Raków Częstochowa, który był rewelacją poprzedniego sezonu pierwszej ligi, na najwyższy poziom w kraju wrócił po 21 latach. Ci, którzy spodziewali się, że zespół Marka Papszuna w sobotę nawiąże do występów z poprzedniej edycji Pucharu Polski, gdzie dotarł aż do półfinału, stadion w Bełchatowie opuszczali rozczarowani. Raków zagrał słabo, w niczym nie przypominał drużyny, która eliminowała Lecha Poznań i Legię Warszawa. Beniaminek przegrał z Koroną Kielce 0:1.

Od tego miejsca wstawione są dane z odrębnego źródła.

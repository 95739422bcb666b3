use thiserror::Error;

/// Errors surfaced by the map core.
///
/// Unreachable paths and impassable edges are values, not errors: `None` from
/// the pathfinder and [`crate::map::MovementCost::Impassable`] from the cost
/// model are normal outcomes.
#[derive(Debug, Clone, PartialEq, Eq, Error)]
pub enum MapError {
    /// Coordinate access outside `[0, width) x [0, height)`. Never silently
    /// clamped; a clamped write would corrupt generation invariants.
    #[error("coordinate ({x}, {y}) out of bounds for {width}x{height} map")]
    OutOfBounds {
        x: i32,
        y: i32,
        width: i32,
        height: i32,
    },

    /// Generation config rejected before any grid mutation.
    #[error("invalid map configuration: {0}")]
    InvalidConfiguration(String),
}
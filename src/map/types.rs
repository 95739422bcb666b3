use serde::{Deserialize, Serialize};

/// Cost of entering a tile for a given movement type, or the sentinel for
/// "this edge does not exist". Never an error; impassable edges are simply
/// filtered out of the search graph.
#[derive(Debug, Clone, Copy, PartialEq)]
pub enum MovementCost {
    Moves(f64),
    Impassable,
}

impl MovementCost {
    pub fn is_impassable(self) -> bool {
        matches!(self, MovementCost::Impassable)
    }

    pub fn moves(self) -> Option<f64> {
        match self {
            MovementCost::Moves(value) => Some(value),
            MovementCost::Impassable => None,
        }
    }
}

/// Locomotion mode of a unit; selects which per-terrain/per-feature cost
/// applies.
#[derive(Debug, Clone, Copy, PartialEq, Eq, Hash, Serialize, Deserialize)]
#[serde(into = "String", try_from = "String")]
pub enum UnitMovementType {
    Immobile,
    Walk,
    Swim,
    SwimShallow,
}

string_enum!(UnitMovementType {
    Immobile => "immobile",
    Walk => "walk",
    Swim => "swim",
    SwimShallow => "swimShallow",
});

/// Discrete terrain category of a tile. Mutually exclusive; every generated
/// tile ends up with exactly one of these.
#[derive(Debug, Clone, Copy, PartialEq, Eq, Hash, Serialize, Deserialize)]
#[serde(into = "String", try_from = "String")]
pub enum TerrainType {
    Ocean,
    Shore,
    Grass,
    Plains,
    Desert,
    Tundra,
    Snow,
}

string_enum!(TerrainType {
    Ocean => "ocean",
    Shore => "shore",
    Grass => "grass",
    Plains => "plains",
    Desert => "desert",
    Tundra => "tundra",
    Snow => "snow",
});

impl TerrainType {
    pub const ALL: [TerrainType; 7] = [
        TerrainType::Ocean,
        TerrainType::Shore,
        TerrainType::Grass,
        TerrainType::Plains,
        TerrainType::Desert,
        TerrainType::Tundra,
        TerrainType::Snow,
    ];

    pub fn is_water(self) -> bool {
        matches!(self, TerrainType::Ocean | TerrainType::Shore)
    }

    pub fn is_land(self) -> bool {
        !self.is_water()
    }

    pub fn is_shallow_water(self) -> bool {
        self == TerrainType::Shore
    }

    /// Base cost to enter this terrain for a movement type.
    pub fn movement_cost(self, movement_type: UnitMovementType) -> MovementCost {
        match movement_type {
            UnitMovementType::Immobile => MovementCost::Impassable,
            UnitMovementType::Swim => match self {
                TerrainType::Ocean => MovementCost::Moves(1.5),
                TerrainType::Shore => MovementCost::Moves(1.0),
                _ => MovementCost::Impassable,
            },
            UnitMovementType::SwimShallow => match self {
                TerrainType::Shore => MovementCost::Moves(1.0),
                _ => MovementCost::Impassable,
            },
            UnitMovementType::Walk => {
                if self.is_land() {
                    MovementCost::Moves(1.0)
                } else {
                    MovementCost::Impassable
                }
            }
        }
    }
}

/// Optional overlay on top of the terrain. `None` is the explicit empty state,
/// not an absent value.
#[derive(Debug, Clone, Copy, PartialEq, Eq, Hash, Serialize, Deserialize)]
#[serde(into = "String", try_from = "String")]
pub enum FeatureType {
    None,
    Forest,
    Rainforest,
    Floodplains,
    Marsh,
    Oasis,
    Reef,
    Ice,
    Atoll,
    Mountains,
    Lake,
    // natural wonders
    MountEverest,
    MountKilimanjaro,
    GreatBarrierReef,
}

string_enum!(FeatureType {
    None => "none",
    Forest => "forest",
    Rainforest => "rainforest",
    Floodplains => "floodplains",
    Marsh => "marsh",
    Oasis => "oasis",
    Reef => "reef",
    Ice => "ice",
    Atoll => "atoll",
    Mountains => "mountains",
    Lake => "lake",
    MountEverest => "mountEverest",
    MountKilimanjaro => "mountKilimanjaro",
    GreatBarrierReef => "greatBarrierReef",
});

impl FeatureType {
    pub const NATURAL_WONDERS: [FeatureType; 3] = [
        FeatureType::MountEverest,
        FeatureType::MountKilimanjaro,
        FeatureType::GreatBarrierReef,
    ];

    pub fn is_natural_wonder(self) -> bool {
        Self::NATURAL_WONDERS.contains(&self)
    }

    pub fn is_mountainous(self) -> bool {
        matches!(
            self,
            FeatureType::Mountains | FeatureType::MountEverest | FeatureType::MountKilimanjaro
        )
    }

    /// Cost added on top of the terrain cost, or impassable.
    pub fn movement_cost(self, movement_type: UnitMovementType) -> MovementCost {
        match movement_type {
            UnitMovementType::Immobile => MovementCost::Impassable,
            // Deep-water movement needs open water. Any feature blocks it.
            UnitMovementType::Swim => match self {
                FeatureType::None => MovementCost::Moves(0.0),
                _ => MovementCost::Impassable,
            },
            UnitMovementType::Walk | UnitMovementType::SwimShallow => {
                match self {
                    FeatureType::Forest
                    | FeatureType::Rainforest
                    | FeatureType::Marsh
                    | FeatureType::Reef
                    | FeatureType::Atoll => MovementCost::Moves(2.0),
                    FeatureType::Floodplains | FeatureType::Oasis => MovementCost::Moves(0.0),
                    FeatureType::Ice | FeatureType::Lake => MovementCost::Impassable,
                    FeatureType::Mountains
                    | FeatureType::MountEverest
                    | FeatureType::MountKilimanjaro => MovementCost::Impassable,
                    FeatureType::GreatBarrierReef => MovementCost::Moves(2.0),
                    FeatureType::None => MovementCost::Moves(0.0),
                }
            }
        }
    }
}

/// Latitude-derived classification that parameterizes the biome rules.
/// Always defined on a tile; defaults to temperate.
#[derive(Debug, Clone, Copy, PartialEq, Eq, Hash, Serialize, Deserialize)]
#[serde(into = "String", try_from = "String")]
pub enum ClimateZone {
    Polar,
    SubPolar,
    Temperate,
    SubTropic,
    Tropic,
}

string_enum!(ClimateZone {
    Polar => "polar",
    SubPolar => "subPolar",
    Temperate => "temperate",
    SubTropic => "subTropic",
    Tropic => "tropic",
});

impl ClimateZone {
    /// One step towards the tropics, saturating there.
    pub fn moderate(self) -> ClimateZone {
        match self {
            ClimateZone::Polar => ClimateZone::SubPolar,
            ClimateZone::SubPolar => ClimateZone::Temperate,
            ClimateZone::Temperate => ClimateZone::SubTropic,
            ClimateZone::SubTropic | ClimateZone::Tropic => ClimateZone::Tropic,
        }
    }
}

/// Road level on a tile. Roads override terrain difficulty entirely.
#[derive(Debug, Clone, Copy, PartialEq, Eq, Hash, Serialize, Deserialize)]
#[serde(into = "String", try_from = "String")]
pub enum RouteType {
    None,
    AncientRoad,
    ClassicalRoad,
    IndustrialRoad,
    ModernRoad,
}

string_enum!(RouteType {
    None => "none",
    AncientRoad => "ancientRoad",
    ClassicalRoad => "classicalRoad",
    IndustrialRoad => "industrialRoad",
    ModernRoad => "modernRoad",
});

impl RouteType {
    /// Fixed per-tile cost while on this route. Only meaningful for actual
    /// roads; `None` never reaches the cost model.
    pub fn movement_cost(self) -> f64 {
        match self {
            RouteType::None => 200.0,
            RouteType::AncientRoad | RouteType::ClassicalRoad => 1.0,
            RouteType::IndustrialRoad => 0.75,
            RouteType::ModernRoad => 0.5,
        }
    }
}

/// Tile improvement. Only the subset the generator places; everything else
/// belongs to the gameplay layer.
#[derive(Debug, Clone, Copy, PartialEq, Eq, Hash, Serialize, Deserialize)]
#[serde(into = "String", try_from = "String")]
pub enum ImprovementType {
    None,
    GoodyHut,
}

string_enum!(ImprovementType {
    None => "none",
    GoodyHut => "goodyHut",
});

/// River flow bits. A tile owns its north, north-east and south-east edges;
/// each edge carries flow in one of two directions.
#[derive(Debug, Clone, Copy, PartialEq, Eq)]
pub enum FlowDirection {
    // flow of a river on the north edge
    East,
    West,
    // flow of a river on the north-east edge
    NorthWest,
    SouthEast,
    // flow of a river on the south-east edge
    NorthEast,
    SouthWest,
}

impl FlowDirection {
    pub fn bit(self) -> u8 {
        match self {
            FlowDirection::East => 1,
            FlowDirection::West => 2,
            FlowDirection::NorthWest => 4,
            FlowDirection::SouthEast => 8,
            FlowDirection::NorthEast => 16,
            FlowDirection::SouthWest => 32,
        }
    }
}
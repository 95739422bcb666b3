use std::cmp::Ordering;
use std::collections::{BinaryHeap, HashMap, HashSet};

use crate::hex::HexPoint;

use super::data_source::PathfinderDataSource;
use super::path::HexPath;

/// A* search over a [`PathfinderDataSource`].
///
/// The heuristic is the plain hex distance. Roads can make a step cheaper
/// than 1.0, in which case the heuristic overestimates and the result may be
/// slightly longer than optimal; this matches the behavior units expect.
pub struct AStarPathfinder<D> {
    data_source: D,
}

/// Priority queue entry. `Ord` is reversed so the `BinaryHeap` pops the
/// lowest f-score first.
#[derive(Clone, Copy, PartialEq)]
struct State {
    point: HexPoint,
    cost: f64,
    priority: f64,
}

impl Eq for State {}

impl Ord for State {
    fn cmp(&self, other: &Self) -> Ordering {
        other
            .priority
            .total_cmp(&self.priority)
            .then_with(|| other.cost.total_cmp(&self.cost))
    }
}

impl PartialOrd for State {
    fn partial_cmp(&self, other: &Self) -> Option<Ordering> {
        Some(self.cmp(other))
    }
}

impl<D: PathfinderDataSource> AStarPathfinder<D> {
    pub fn new(data_source: D) -> Self {
        AStarPathfinder { data_source }
    }

    fn heuristic(from: HexPoint, goal: HexPoint) -> f64 {
        from.distance(goal) as f64
    }

    /// The cheapest path from `from` to `to`, or `None` if `to` is
    /// unreachable for this data source.
    pub fn shortest_path(&self, from: HexPoint, to: HexPoint) -> Option<HexPath> {
        let mut open_set = BinaryHeap::new();
        let mut came_from: HashMap<HexPoint, HexPoint> = HashMap::new();
        let mut g_score: HashMap<HexPoint, f64> = HashMap::new();
        let mut closed_set: HashSet<HexPoint> = HashSet::new();

        g_score.insert(from, 0.0);
        open_set.push(State {
            point: from,
            cost: 0.0,
            priority: Self::heuristic(from, to),
        });

        while let Some(State { point: current, .. }) = open_set.pop() {
            if !closed_set.insert(current) {
                continue;
            }

            if current == to {
                return Some(self.reconstruct(&came_from, current));
            }

            let current_g = g_score[&current];

            for neighbor in self.data_source.walkable_adjacent_tiles(current) {
                if closed_set.contains(&neighbor) {
                    continue;
                }

                let tentative_g = current_g + self.data_source.cost_to_move(current, neighbor);

                if tentative_g < *g_score.get(&neighbor).unwrap_or(&f64::INFINITY) {
                    came_from.insert(neighbor, current);
                    g_score.insert(neighbor, tentative_g);
                    open_set.push(State {
                        point: neighbor,
                        cost: tentative_g,
                        priority: tentative_g + Self::heuristic(neighbor, to),
                    });
                }
            }
        }

        None
    }

    fn reconstruct(&self, came_from: &HashMap<HexPoint, HexPoint>, goal: HexPoint) -> HexPath {
        let mut points = vec![goal];
        let mut current = goal;
        while let Some(&previous) = came_from.get(&current) {
            points.push(previous);
            current = previous;
        }
        points.reverse();

        let mut costs = vec![0.0];
        for window in points.windows(2) {
            costs.push(self.data_source.cost_to_move(window[0], window[1]));
        }

        HexPath::new(points, costs)
    }

    pub fn does_path_exist(&self, from: HexPoint, to: HexPoint) -> bool {
        self.shortest_path(from, to).is_some()
    }

    /// Turns needed to walk from `from` to `to` with `moves_per_turn` moves
    /// each turn. A unit with any movement left may always take one more
    /// step, so a single expensive step never stalls forever.
    pub fn turns_to_reach(&self, from: HexPoint, to: HexPoint, moves_per_turn: f64) -> Option<i32> {
        if moves_per_turn <= 0.0 {
            return None;
        }
        if from == to {
            return Some(0);
        }

        let path = self.shortest_path(from, to)?;

        let mut turns = 1;
        let mut remaining = moves_per_turn;
        for &cost in path.costs().iter().skip(1) {
            if remaining <= 0.0 {
                turns += 1;
                remaining = moves_per_turn;
            }
            remaining -= cost;
        }

        Some(turns)
    }
}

Porażka byłaby wyższa, gdyby nie dobra postawa bramkarza gospodarzy, Michała Gliwy. To on w pierwszej połowie dwukrotnie ratował Raków przed utratą gola. Jednak to też on popełnił błąd, który zakończył się jednym golem w meczu. W 47. minucie Gliwa sfaulował w polu karnym Erika Pacindę, a jedenastkę na bramkę zamienił Adnan Kovacević.

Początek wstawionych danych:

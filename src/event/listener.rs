//! Listener traits.
//!
//! Every trait is implemented for matching closures, so both
//! `dispatcher.add_custom_listener(|msg: &str| -> ListenerResult { .. })`
//! and dedicated listener types work.

use crate::event::ConnectionEvent;
use crate::types::{PinEvent, Reply};

/// Error a listener may return; it is logged and otherwise ignored.
pub type ListenerError = Box<dyn std::error::Error + Send + Sync>;

/// Result of a listener callback.
pub type ListenerResult = Result<(), ListenerError>;

/// Receives pin value changes.
pub trait PinListener: Send + Sync {
    /// Called for every matching pin change.
    fn pin_changed(&self, event: &PinEvent) -> ListenerResult;
}

/// Receives custom messages.
pub trait CustomListener: Send + Sync {
    /// Called with the custom message payload.
    fn custom_message(&self, payload: &str) -> ListenerResult;
}

/// Receives replies.
pub trait ReplyListener: Send + Sync {
    /// Called for every reply, whatever its id.
    fn reply(&self, reply: &Reply) -> ListenerResult;
}

/// Receives connection state changes.
pub trait ConnectionListener: Send + Sync {
    /// Called when the connection is established or lost.
    fn connection_changed(&self, event: &ConnectionEvent) -> ListenerResult;
}

impl<F> PinListener for F
where
    F: Fn(&PinEvent) -> ListenerResult + Send + Sync,
{
    fn pin_changed(&self, event: &PinEvent) -> ListenerResult {
        self(event)
    }
}

impl<F> CustomListener for F
where
    F: Fn(&str) -> ListenerResult + Send + Sync,
{
    fn custom_message(&self, payload: &str) -> ListenerResult {
        self(payload)
    }
}

impl<F> ReplyListener for F
where
    F: Fn(&Reply) -> ListenerResult + Send + Sync,
{
    fn reply(&self, reply: &Reply) -> ListenerResult {
        self(reply)
    }
}

impl<F> ConnectionListener for F
where
    F: Fn(&ConnectionEvent) -> ListenerResult + Send + Sync,
{
    fn connection_changed(&self, event: &ConnectionEvent) -> ListenerResult {
        self(event)
    }
}
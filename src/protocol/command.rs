//! Message keys and commands for the `alp://` protocol.
//!
//! Every message starts with `alp://` followed by a four-letter key that
//! names its kind, e.g. `alp://ppsw/13/1`.

use crate::types::{KeyPress, Pin, Tone};

/// Four-letter message keys.
#[derive(Debug, Clone, Copy, PartialEq, Eq, Hash)]
pub enum MessageKey {
    // Board-bound commands
    /// Switch a digital pin on or off.
    PowerPinSwitch,
    /// Set the intensity (PWM value) of an analog pin.
    PowerPinIntensity,
    /// Start reporting a digital pin.
    StartListeningDigital,
    /// Start reporting an analog pin.
    StartListeningAnalog,
    /// Stop reporting a digital pin.
    StopListeningDigital,
    /// Stop reporting an analog pin.
    StopListeningAnalog,
    /// Play a tone.
    Tone,
    /// Stop a tone.
    NoTone,
    /// Forward a key press.
    KeyPress,

    // Either direction
    /// Free-form custom message.
    Custom,

    // Host-bound notifications
    /// Digital pin changed.
    DigitalRead,
    /// Analog pin changed.
    AnalogRead,
    /// Reply to an id-tagged command.
    Reply,
}

impl MessageKey {
    /// Returns the wire representation of this key.
    #[must_use]
    pub const fn as_str(self) -> &'static str {
        match self {
            Self::PowerPinSwitch => "ppsw",
            Self::PowerPinIntensity => "ppin",
            Self::StartListeningDigital => "srld",
            Self::StartListeningAnalog => "srla",
            Self::StopListeningDigital => "spld",
            Self::StopListeningAnalog => "spla",
            Self::Tone => "tone",
            Self::NoTone => "notn",
            Self::KeyPress => "kprs",
            Self::Custom => "cust",
            Self::DigitalRead => "dred",
            Self::AnalogRead => "ared",
            Self::Reply => "rply",
        }
    }

    /// Parses a key from its wire representation.
    #[must_use]
    pub fn from_key(key: &str) -> Option<Self> {
        match key {
            "ppsw" => Some(Self::PowerPinSwitch),
            "ppin" => Some(Self::PowerPinIntensity),
            "srld" => Some(Self::StartListeningDigital),
            "srla" => Some(Self::StartListeningAnalog),
            "spld" => Some(Self::StopListeningDigital),
            "spla" => Some(Self::StopListeningAnalog),
            "tone" => Some(Self::Tone),
            "notn" => Some(Self::NoTone),
            "kprs" => Some(Self::KeyPress),
            "cust" => Some(Self::Custom),
            "dred" => Some(Self::DigitalRead),
            "ared" => Some(Self::AnalogRead),
            "rply" => Some(Self::Reply),
            _ => None,
        }
    }
}

/// A command sent to the board.
///
/// Pin switches are write-only: the board never echoes them back, it
/// reports pin changes with separate read messages.
#[derive(Debug, Clone, PartialEq, Eq)]
pub enum Command {
    /// Switch a digital pin.
    SwitchDigital { pin: u32, value: bool },
    /// Set an analog pin's output value.
    SwitchAnalog { pin: u32, value: u32 },
    /// Start reporting changes of a pin.
    StartListening(Pin),
    /// Stop reporting changes of a pin.
    StopListening(Pin),
    /// Play a tone.
    Tone(Tone),
    /// Stop a tone on a pin.
    NoTone { pin: u32 },
    /// Forward a key press.
    KeyPress(KeyPress),
    /// Send custom messages, joined with `/` on the wire.
    ///
    /// The board splits the payload on `/`, so an element containing `/`
    /// arrives as several. Elements containing the divider byte or `?id=`
    /// are rejected when sent through a [`Link`](crate::link::Link).
    CustomMessages(Vec<String>),
}

impl Command {
    /// Returns the message key used to encode this command.
    #[must_use]
    pub const fn key(&self) -> MessageKey {
        match self {
            Self::SwitchDigital { .. } => MessageKey::PowerPinSwitch,
            Self::SwitchAnalog { .. } => MessageKey::PowerPinIntensity,
            Self::StartListening(Pin::Digital(_)) => MessageKey::StartListeningDigital,
            Self::StartListening(Pin::Analog(_)) => MessageKey::StartListeningAnalog,
            Self::StopListening(Pin::Digital(_)) => MessageKey::StopListeningDigital,
            Self::StopListening(Pin::Analog(_)) => MessageKey::StopListeningAnalog,
            Self::Tone(_) => MessageKey::Tone,
            Self::NoTone { .. } => MessageKey::NoTone,
            Self::KeyPress(_) => MessageKey::KeyPress,
            Self::CustomMessages(_) => MessageKey::Custom,
        }
    }
}

#[cfg(test)]
mod tests {
    use super::*;

    #[test]
    fn test_key_round_trip() {
        for key in [
            MessageKey::PowerPinSwitch,
            MessageKey::PowerPinIntensity,
            MessageKey::StartListeningDigital,
            MessageKey::StartListeningAnalog,
            MessageKey::StopListeningDigital,
            MessageKey::StopListeningAnalog,
            MessageKey::Tone,
            MessageKey::NoTone,
            MessageKey::KeyPress,
            MessageKey::Custom,
            MessageKey::DigitalRead,
            MessageKey::AnalogRead,
            MessageKey::Reply,
        ] {
            assert_eq!(MessageKey::from_key(key.as_str()), Some(key));
        }
        assert_eq!(MessageKey::from_key("nope"), None);
    }

    #[test]
    fn test_command_key_depends_on_pin_kind() {
        assert_eq!(
            Command::StartListening(Pin::Analog(1)).key(),
            MessageKey::StartListeningAnalog
        );
        assert_eq!(
            Command::StopListening(Pin::Digital(1)).key(),
            MessageKey::StopListeningDigital
        );
    }
}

Raków stracił gola, ale w jego grze nie zmieniło się nic. Piłkarze Papszuna nie potrafili przejąć inicjatywy i stworzyć szansy na zdobycie bramki wyrównującej. Gospodarze w całym meczu oddali raptem dwa celne strzały. Dużo lepiej radziła sobie Korona, która mogła podwyższyć prowadzenie. Mogła, jednak w bramce czujny pozostawał Gliwa.
W następnej kolejce częstochowianie zagrają na wyjeździe z Jagiellonią Białystok (sobota, 20.00). Korona, w niedzielę o godz. 15, podejmie zaś Legię Warszawa.